### [What you have to do]
In the entries that follow, find each line with the word "snapshot" and copy it.

┌─ Data records

use clap::Parser;
use colored::Colorize;
use dialoguer::Select;
use rochambeau::Points;
use rochambeau::Seconds;
use rochambeau::config::Config;
use rochambeau::gameplay::*;
use rochambeau::gameroom::*;
use rochambeau::perception::*;
use rochambeau::players::RandomBot;
use std::path::PathBuf;
use tokio::io::AsyncBufReadExt;

#[derive(Parser, Debug)]
#[command(author, version, about = "Rock-paper-scissors against the computer, played by hand gesture")]
struct Args {
    /// Round wins needed to take the match
    #[arg(long)]
    points: Option<Points>,
    /// Countdown length in seconds
    #[arg(long)]
    countdown: Option<Seconds>,
    /// Which gesture a round keeps: latest or first
    #[arg(long)]
    commit: Option<String>,
    /// Seed for the bot and the simulated camera
    #[arg(long)]
    seed: Option<u64>,
    /// JSON config file
    #[arg(long)]
    config: Option<PathBuf>,
    /// Feed gestures from a simulated camera instead of stdin
    #[arg(long)]
    simulate: bool,
    /// Print updates as JSON lines and skip the menu
    #[arg(long)]
    json: bool,
}

impl Args {
    fn config(&self) -> anyhow::Result<Config> {
        let mut config = match self.config {
            Some(ref path) => Config::load(path)?,
            None => Config::default(),
        }
        .from_env()?;
        if let Some(points) = self.points {
            config.rules.points_to_win = points;
        }
        if let Some(countdown) = self.countdown {
            config.rules.countdown = countdown;
        }
        if let Some(ref commit) = self.commit {
            config.rules.commit = Commit::try_from(commit.as_str()).map_err(anyhow::Error::msg)?;
        }
        config.validate()?;
        Ok(config)
    }
}

enum Choice {
    Cpu,
    Multiplayer,
    Quit,
}

fn menu() -> anyhow::Result<Choice> {
    let items = ["Play CPU", "Play Multiplayer", "Quit"];
    let selection = Select::new()
        .with_prompt("ROCK PAPER SCISSORS")
        .items(&items)
        .default(0)
        .interact()?;
    Ok(match selection {
        0 => Choice::Cpu,
        1 => Choice::Multiplayer,
        _ => Choice::Quit,
    })
}

#[tokio::main]
async fn main() -> anyhow::Result<()> {
    rochambeau::log();
    rochambeau::kys();
    let args = Args::parse();
    let config = args.config()?;
    if args.json {
        return play(&args, &config).await;
    }
    loop {
        match menu()? {
            Choice::Cpu => play(&args, &config).await?,
            Choice::Multiplayer => println!("{}", "Available soon".yellow()),
            Choice::Quit => break,
        }
    }
    Ok(())
}

/// Runs one room until the player leaves, or until the match ends when the
/// camera is simulated.
async fn play(args: &Args, config: &Config) -> anyhow::Result<()> {
    let seed = args.seed.unwrap_or_else(rand::random);
    let bot = match args.seed {
        Some(seed) => RandomBot::seeded(seed),
        None => RandomBot::default(),
    };
    let handle = Room::spawn(config, Box::new(bot))?;
    let mut updates = handle.subscribe().await?;
    match args.simulate {
        true => {
            Pipeline::spawn(Box::new(Simulated::new(seed, &config.gestures)), handle.clone());
        }
        false => {
            if !args.json {
                println!("{}", HELP.dimmed());
            }
            tokio::spawn(typed(handle.clone(), config.gestures.clone()));
        }
    }
    handle.reset().await?;
    while let Some(update) = updates.recv().await {
        render(&update, args.json);
        match update.snapshot().map(Snapshot::phase) {
            Some(Phase::MatchOver) if args.simulate => handle.shutdown().await?,
            Some(Phase::MatchOver) if !args.json => println!("{}", HELP.dimmed()),
            _ => {}
        }
    }
    Ok(())
}

const HELP: &str = "type a gesture label (Closed_Fist, Open_Palm, Victory) or rock/paper/scissors; reset restarts, quit leaves";

/// Reads stdin lines as recognizer output until the player quits.
async fn typed(handle: Handle, gestures: Gestures) {
    let mut lines = tokio::io::BufReader::new(tokio::io::stdin()).lines();
    loop {
        let line = match lines.next_line().await {
            Ok(Some(line)) => line,
            Ok(None) | Err(_) => break,
        };
        let result = match line.trim() {
            "" => Ok(()),
            "reset" => handle.reset().await,
            "quit" | "menu" => break,
            text => handle.observe(Some(label(text, &gestures).as_str())),
        };
        if let Err(e) = result {
            log::warn!("[stdin] {}", e);
            if e == RoomError::Closed {
                return;
            }
        }
    }
    let _ = handle.quit().await;
    let _ = handle.shutdown().await;
}

/// Move names stand in for the first label configured for that move.
fn label(text: &str, gestures: &Gestures) -> String {
    let first = |labels: &[String]| labels.first().cloned();
    match Move::try_from(text) {
        Ok(Move::Rock) => first(&gestures.rock),
        Ok(Move::Paper) => first(&gestures.paper),
        Ok(Move::Scissors) => first(&gestures.scissors),
        Ok(Move::None) | Err(_) => None,
    }
    .unwrap_or_else(|| text.to_string())
}

fn render(update: &Update, json: bool) {
    if json {
        println!("{}", update.to_json());
        return;
    }
    match update {
        Update::Notice { message } => println!("{}", message.yellow()),
        Update::Snapshot(snapshot) => {
            let line = snapshot.to_string();
            match snapshot.phase() {
                Phase::Idle => println!("{}", line.dimmed()),
                Phase::Countdown(_) | Phase::Resolving => println!("{}", line),
                Phase::Resolved => println!("{}", line.cyan()),
                Phase::MatchOver => match snapshot.score().winner() {
                    Some(Side::Player) => println!("{}", line.green().bold()),
                    Some(Side::Bot) => println!("{}", line.red().bold()),
                    None => println!("{}", line),
                },
            }
        }
    }
}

└─

### [Reply to the task]
        match update.snapshot().map(Snapshot::phase) {
        Update::Snapshot(snapshot) => {
            let line = snapshot.to_string();
            match snapshot.phase() {
                Phase::MatchOver => match snapshot.score().winner() {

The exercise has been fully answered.